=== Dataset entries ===
[Start of section]

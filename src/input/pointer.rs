use glam::Vec2;

/// Canvas-wide pointer tracking.
///
/// Holds the last pointer position in screen pixels together with the
/// viewport size, so motion code can read normalized device coordinates
/// without knowing about the window.
#[derive(Debug, Clone, Copy, PartialEq)]
pub struct PointerState {
    screen: Vec2,
    viewport: Vec2,
}

impl Default for PointerState {
    fn default() -> Self {
        Self::new(1.0, 1.0)
    }
}

impl PointerState {
    /// Pointer centred in a viewport of the given size.
    #[must_use]
    pub fn new(width: f32, height: f32) -> Self {
        let viewport = Vec2::new(width.max(1.0), height.max(1.0));
        Self {
            screen: viewport * 0.5,
            viewport,
        }
    }

    /// Update the viewport size; the pointer keeps its pixel position.
    pub fn resize(&mut self, width: f32, height: f32) {
        self.viewport = Vec2::new(width.max(1.0), height.max(1.0));
    }

    /// Record a new pointer position in screen pixels.
    pub fn move_to(&mut self, x: f32, y: f32) {
        self.screen = Vec2::new(x, y);
    }

    /// Last pointer position in screen pixels.
    #[must_use]
    pub fn screen(&self) -> Vec2 {
        self.screen
    }

    /// Pointer in normalized device coordinates: `-1..1` on both axes,
    /// +Y up, clamped to the viewport.
    #[must_use]
    pub fn ndc(&self) -> Vec2 {
        let unit = self.screen / self.viewport;
        Vec2::new(unit.x * 2.0 - 1.0, 1.0 - unit.y * 2.0)
            .clamp(Vec2::NEG_ONE, Vec2::ONE)
    }
}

[End of section]

=== GOAL OF THE EXERCISE ===
Reproduce every line above containing "unit".

=== RESULT BELOW ===
        let unit = self.screen / self.viewport;
        Vec2::new(unit.x * 2.0 - 1.0, 1.0 - unit.y * 2.0)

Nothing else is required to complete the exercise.